Note that this implies that service meta.goten.com is responsible for syncing ServicesInfo of meta.goten.com/Deployment and meta.goten.com/Resource instances. It is done by a controller implemented in the Goten repository: meta-service/controller directory. It is relatively simple.

However, while meta.goten.com can detect what ServicesInfo should be populated, this is often not the case at all. For example, when service iam.edgelq.com receives a request CreateServiceAccount, it does not know necessarily for whom this ServiceAccount is at all. Multiple services may be owning ServiceAccount resources, therefore, but the resource type itself does not have a dedicated “service” field in its schema. The only way services can annotate ServiceAccount resources is by providing necessary metadata information. Furthermore, if some custom service wants to make the ServiceAccount instance available for others services to see, it may need to provide multiple items to the allowed_services array. This should explain that service information must be determined at the business logic level. For this reason, it is allowed to have empty service information, but in many cases, SPEKTRA Edge will enforce their presence, where business logic requires it.

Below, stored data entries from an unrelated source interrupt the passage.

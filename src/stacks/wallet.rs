use async_trait::async_trait;
use reqwest::Client;
use serde::{Deserialize, Serialize};
use thiserror::Error;

#[derive(Error, Debug)]
pub enum WalletError {
    #[error("HTTP request failed: {0}")]
    Request(#[from] reqwest::Error),
    #[error("Signer rejected the transfer: {0}")]
    Rejected(String),
}

/// Outbound transfer primitive. The platform key never enters this
/// process: signing happens in a sidecar that applies equal-to-amount
/// post-conditions before broadcasting. Only the onramp path holds a
/// wallet handle.
#[async_trait]
pub trait StacksWallet: Send + Sync {
    /// Sends native STX (micro-units) with a memo; returns the broadcast txid.
    async fn send_stx(&self, to: &str, micro_amount: u64, memo: &str)
        -> Result<String, WalletError>;

    /// Sends a SIP-010 token (micro-units) with a memo; returns the broadcast txid.
    async fn send_sip010(
        &self,
        contract_id: &str,
        to: &str,
        micro_amount: u64,
        memo: &str,
    ) -> Result<String, WalletError>;
}

#[derive(Debug, Serialize)]
struct SendRequest<'a> {
    #[serde(skip_serializing_if = "Option::is_none")]
    contract: Option<&'a str>,
    to: &'a str,
    amount: u64,
    memo: &'a str,
}

#[derive(Debug, Deserialize)]
struct SendResponse {
    txid: String,
}

/// HTTP client for the signing sidecar.
#[derive(Clone)]
pub struct SignerClient {
    client: Client,
    base_url: String,
}

impl SignerClient {
    pub fn new(base_url: String) -> Self {
        let client = Client::builder()
            .timeout(std::time::Duration::from_secs(30))
            .build()
            .unwrap_or_default();

        SignerClient { client, base_url }
    }

    async fn post_send(
        &self,
        path: &str,
        body: &SendRequest<'_>,
    ) -> Result<String, WalletError> {
        let url = format!("{}/{}", self.base_url.trim_end_matches('/'), path);

        let response = self.client.post(&url).json(body).send().await?;

        if !response.status().is_success() {
            let message = response.text().await.unwrap_or_default();
            return Err(WalletError::Rejected(message));
        }

        let body = response.json::<SendResponse>().await?;
        Ok(body.txid)
    }
}

#[async_trait]
impl StacksWallet for SignerClient {
    async fn send_stx(
        &self,
        to: &str,
        micro_amount: u64,
        memo: &str,
    ) -> Result<String, WalletError> {
        self.post_send(
            "send-stx",
            &SendRequest {
                contract: None,
                to,
                amount: micro_amount,
                memo,
            },
        )
        .await
    }

    async fn send_sip010(
        &self,
        contract_id: &str,
        to: &str,
        micro_amount: u64,
        memo: &str,
    ) -> Result<String, WalletError> {
        self.post_send(
            "send-sip010",
            &SendRequest {
                contract: Some(contract_id),
                to,
                amount: micro_amount,
                memo,
            },
        )
        .await
    }
}
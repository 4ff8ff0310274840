use axum::{extract::Request, extract::State, middleware::Next, response::Response};

use crate::error::AppError;
use crate::AppState;

pub const INTERNAL_KEY_HEADER: &str = "x-internal-key";

/// Gate for the internal confirm-receipt channel and admin operations.
/// 503 when no key is configured, 401 on mismatch.
pub async fn require_internal_key(
    State(state): State<AppState>,
    req: Request,
    next: Next,
) -> Result<Response, AppError> {
    let Some(expected) = state.config.internal_api_key.as_deref() else {
        return Err(AppError::ConfigMissing(
            "INTERNAL_API_KEY is not configured".to_string(),
        ));
    };

    let provided = req
        .headers()
        .get(INTERNAL_KEY_HEADER)
        .and_then(|h| h.to_str().ok());

    if provided != Some(expected) {
        tracing::warn!("rejected request with missing or invalid internal key");
        return Err(AppError::Unauthorized("invalid internal key".to_string()));
    }

    Ok(next.run(req).await)
}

Then, the situation for the other meta field, syncing, is much easier. Value can be determined on the schema level. There already is instruction in the multi-region design section of the developer guide.

Regions setup always can be defined based on resource name only:

  • If it is a regional resource (has a region/ segment in the name), it strictly tells which region owns it. The list of regions that get a read-only copy is decided on below resource name properties below.
  • If it contains a well-known policy-holder in the name, then the policy-holder defines what regions get a read copy. If the resource is non-regional, then MultiRegionPolicy also tells what region owns it (default control region).
  • If the resource is not subject to MultiRegionPolicy (like Region, or User in iam.edgelq.com), then it is a subject of MultiRegionPolicy defined in the relevant meta.goten.com/Service instance (for this service).

Now the trick is: All policy-holder resources are well-known. Although we try not to hardcode anything anywhere, Goten provides utility functions for detecting if a resource contains a MultiRegionPolicy field in its schema. This also must be defined in the Goten specification. By detecting what resource types are policy-holders, Goten can provide components that can easily extract regional information from a given resource by its name only.

Versioning information does not need to be specified in the resource body. Having instance, it is easily possible to get Descriptor instance, and check API version. All schema references are clear in this regard too, if resource A has a reference field to resource B, then from the reference object we can get the Descriptor instance of B, and get the version. The only place where it is not possible, are meta owner references. Therefore, in the field metadata.owner_references, an instance of each must contain the name, owning service, API version, and region (just in case it is not provided in the name field). When talking about the meta references, it is important to mention other differences compared to schema-level references:

  • schema references are owned by a Service that owns resources with references.
  • meta owner references are owned by a Service to which references are pointing!

This ownership has implication: when Deployment D1 in Service S1 upgrades from v1 to v2 (for example), and there is some resource X in Deployment D2 from Service S2, and this X has the meta owner reference to some resource owned by D1, then D1 will be responsible for sending an Update request to D2, so meta owner reference is updated.